In addition to 3.938 megahertz being the gathering place for North Carolina hams operating on SSB, several hams from Virginia were also regular participants. Some of the earlier participants were:

WA4LWE, Brad Thomas, Pilot Mountain, NC, Net Manager. (SK)

W4HUL, E. H. “Pete” Petree, Winston Salem, NC. (SK)

W4BOH, Wilson Lamb (Sr.), Winston Salem, NC. (SK, his son has that call now.)

WB4CES, P. Glenn Summerville, (then in Charlotte) Statesville, NC

, Marty Hope, Charlotte, NC (and his XYL)

WB4ZAI, Roger Hillers, Virginia Beach, VA

W4HBA, Bob Akers, VA (SK)

WB4MXX, Willie Parks, Chesapeake, VA (SK)

, Sandy Taylor, VA

W4MBD (current call), Bob McNeill, Morehead City, NC

W4AJT, Weldon Fields, Greensboro, NC

K4FPA, Russ Tippett, Greensboro, NC (SK)

WA4GBO, “Barney” Reed, Martinsville, VA

K4VLR, Charlie Brown, Morehead City, NC

W4LGR, Rev. Mel Palmer, Greensboro, NC

WA4SQA, Ted Hudson, Greensboro, NC (SK)

WA4SQB, “Deputy Dawg” Greensboro, NC (SK)
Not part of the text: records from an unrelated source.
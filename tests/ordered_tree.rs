use deep_tree::{Node, OrderedTree};
use pretty_assertions::assert_eq;
use proptest::prelude::*;

/// The number of operations to perform in each proptest case.
const TEST_SIZE: usize = 2_000;

fn key_strategy() -> impl Strategy<Value = i64> {
    // Small range so inserts collide with existing keys.
    -200i64..200i64
}

fn value_strategy() -> impl Strategy<Value = i64> {
    any::<i64>()
}

/// Reference model: an association list in insertion order.
#[derive(Debug, Default)]
struct Model {
    entries: Vec<(i64, i64)>,
}

impl Model {
    fn position(&self, key: i64) -> Option<usize> {
        self.entries.iter().position(|(k, _)| *k == key)
    }

    fn insert(&mut self, key: i64, value: i64) -> Option<i64> {
        match self.position(key) {
            Some(i) => Some(std::mem::replace(&mut self.entries[i].1, value)),
            None => {
                self.entries.push((key, value));
                None
            }
        }
    }

    fn remove(&mut self, key: i64) -> Option<i64> {
        self.position(key).map(|i| self.entries.remove(i).1)
    }

    fn pop_first(&mut self) -> Option<(i64, i64)> {
        (!self.entries.is_empty()).then(|| self.entries.remove(0))
    }
}

fn leaf(node: Option<&Node<i64, i64>>) -> Option<i64> {
    node.and_then(Node::as_leaf).copied()
}

fn pair((k, node): (&i64, &Node<i64, i64>)) -> Option<(i64, i64)> {
    node.as_leaf().map(|v| (*k, *v))
}

// ─── Operations enum for driving randomized tests ────────────────────────────

#[derive(Debug, Clone)]
enum TreeOp {
    Insert(i64, i64),
    Remove(i64),
    Get(i64),
    ContainsKey(i64),
    IndexOf(i64),
    FirstKeyValue,
    LastKeyValue,
    PopFirst,
    PopLast,
}

fn tree_op_strategy() -> impl Strategy<Value = TreeOp> {
    prop_oneof![
        5 => (key_strategy(), value_strategy()).prop_map(|(k, v)| TreeOp::Insert(k, v)),
        3 => key_strategy().prop_map(TreeOp::Remove),
        2 => key_strategy().prop_map(TreeOp::Get),
        1 => key_strategy().prop_map(TreeOp::ContainsKey),
        1 => key_strategy().prop_map(TreeOp::IndexOf),
        1 => Just(TreeOp::FirstKeyValue),
        1 => Just(TreeOp::LastKeyValue),
        1 => Just(TreeOp::PopFirst),
        1 => Just(TreeOp::PopLast),
    ]
}

proptest! {
    #![proptest_config(ProptestConfig::with_cases(20))]

    /// Replays random operations on a single level and on the model, comparing
    /// every result and the final order.
    #[test]
    fn level_ops_match_model(ops in proptest::collection::vec(tree_op_strategy(), TEST_SIZE)) {
        let mut tree: OrderedTree<i64, i64> = OrderedTree::new();
        let mut model = Model::default();

        for op in &ops {
            match op {
                TreeOp::Insert(k, v) => {
                    let got = tree.insert_leaf(*k, *v).and_then(Node::into_leaf);
                    prop_assert_eq!(got, model.insert(*k, *v), "insert({}, {})", k, v);
                }
                TreeOp::Remove(k) => {
                    let got = tree.remove(k).and_then(Node::into_leaf);
                    prop_assert_eq!(got, model.remove(*k), "remove({})", k);
                }
                TreeOp::Get(k) => {
                    let expected = model.position(*k).map(|i| model.entries[i].1);
                    prop_assert_eq!(leaf(tree.get(k)), expected, "get({})", k);
                }
                TreeOp::ContainsKey(k) => {
                    prop_assert_eq!(tree.contains_key(k), model.position(*k).is_some(), "contains_key({})", k);
                }
                TreeOp::IndexOf(k) => {
                    prop_assert_eq!(tree.index_of(k), model.position(*k), "index_of({})", k);
                }
                TreeOp::FirstKeyValue => {
                    prop_assert_eq!(tree.first_key_value().and_then(pair), model.entries.first().copied());
                }
                TreeOp::LastKeyValue => {
                    prop_assert_eq!(tree.last_key_value().and_then(pair), model.entries.last().copied());
                }
                TreeOp::PopFirst => {
                    let got = tree.pop_first().and_then(|(k, n)| n.into_leaf().map(|v| (k, v)));
                    prop_assert_eq!(got, model.pop_first());
                }
                TreeOp::PopLast => {
                    let got = tree.pop_last().and_then(|(k, n)| n.into_leaf().map(|v| (k, v)));
                    prop_assert_eq!(got, model.entries.pop());
                }
            }
            prop_assert_eq!(tree.len(), model.entries.len(), "len mismatch after {:?}", op);
        }

        let items: Vec<_> = tree.iter().filter_map(pair).collect();
        prop_assert_eq!(items, model.entries);
    }

    /// Tests that every iterator flavour yields insertion order.
    #[test]
    fn iterators_agree(entries in proptest::collection::vec((key_strategy(), value_strategy()), 0..TEST_SIZE)) {
        let tree = OrderedTree::from_leaves(entries.iter().copied());
        let mut model = Model::default();
        for (k, v) in &entries {
            model.insert(*k, *v);
        }
        let keys: Vec<_> = model.entries.iter().map(|(k, _)| *k).collect();

        prop_assert_eq!(tree.iter().len(), keys.len());
        prop_assert_eq!(tree.keys().copied().collect::<Vec<_>>(), keys.clone());
        prop_assert_eq!(tree.keys().rev().copied().collect::<Vec<_>>(), keys.iter().rev().copied().collect::<Vec<_>>());
        prop_assert_eq!(tree.clone().into_keys().collect::<Vec<_>>(), keys);

        let values: Vec<_> = model.entries.iter().map(|(_, v)| *v).collect();
        prop_assert_eq!(tree.values().filter_map(Node::as_leaf).copied().collect::<Vec<_>>(), values.clone());
        prop_assert_eq!(tree.into_values().filter_map(Node::into_leaf).collect::<Vec<_>>(), values);
    }

    /// Tests that retain keeps the survivors in their prior order.
    #[test]
    fn retain_preserves_order(entries in proptest::collection::vec((key_strategy(), value_strategy()), 0..TEST_SIZE)) {
        let mut tree = OrderedTree::from_leaves(entries.iter().copied());
        let expected: Vec<_> = tree.keys().copied().filter(|k| k % 3 == 0).collect();

        tree.retain(|k, _| k % 3 == 0);
        prop_assert_eq!(tree.keys().copied().collect::<Vec<_>>(), expected);
    }

    /// Tests that a clone compares equal and that reordering breaks equality.
    #[test]
    fn clone_is_equal_and_order_matters(entries in proptest::collection::vec((key_strategy(), value_strategy()), 2..TEST_SIZE)) {
        let tree = OrderedTree::from_leaves(entries.iter().copied());
        prop_assert_eq!(&tree.clone(), &tree);

        if tree.len() > 1 {
            let mut rotated = tree.clone();
            let (k, node) = rotated.pop_first().unwrap();
            rotated.insert(k, node);
            prop_assert_ne!(&rotated, &tree);
        }
    }
}

#[test]
fn schedule_is_built_level_by_level() {
    let mut schedule: OrderedTree<String, u32> = OrderedTree::with_capacity(4);
    for arm in 0..2 {
        for mount in 0..2 {
            let molds = schedule.get_or_insert_subtree(format!("{arm}:{mount}")).unwrap();
            molds.insert_tree(format!("mold{mount}"), OrderedTree::from_leaves([(format!("part{arm}"), 2)]));
        }
    }

    let mounts: Vec<_> = schedule.keys().cloned().collect();
    assert_eq!(mounts, ["0:0", "0:1", "1:0", "1:1"]);
    assert_eq!(schedule.height(), 3);
    assert_eq!(schedule.leaf_count(), 4);
    assert_eq!(schedule.get_path(&["1:0", "mold0", "part1"]), Some(&Node::Leaf(2)));
    assert_eq!(schedule["1:1"]["mold1"]["part1"].as_leaf(), Some(&2));
}

#[test]
fn pretty_debug_output_nests() {
    let mut tree = OrderedTree::from_leaves([("a", 1)]);
    tree.insert_tree("b", OrderedTree::from_leaves([("c", 2)]));

    let expected = "{\n    \"a\": 1,\n    \"b\": {\n        \"c\": 2,\n    },\n}";
    assert_eq!(format!("{tree:#?}"), expected);
}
W4CCW, (current call), Craig Willis, Atlantic Beach, NC

WA4UWK, Maxine Harris, Fairfax, VA (SK)

WB4GIM (early call), George Smith, Goose Creek, SC (SK)

K4KTR, Dwight McSmith, Newport News, VA (SK)

W4KRT, Fred Wetzel, (then Winchester, VA) St. Augustine FL

K4ILW, Lou LeTender, Hickory, NC

WA4AR (last call), Amos Rhames, Danville, VA (SK?)

WB4EJJ, Ralph Meeks, Sanford, NC

N4TAG, “Tag”

K4ULV, Ernie Jones, VA

K4HTD, Hugo Hendrix VA

K4VBU, Lynwood, "LYN",  Judkins  CARY, NC (SK)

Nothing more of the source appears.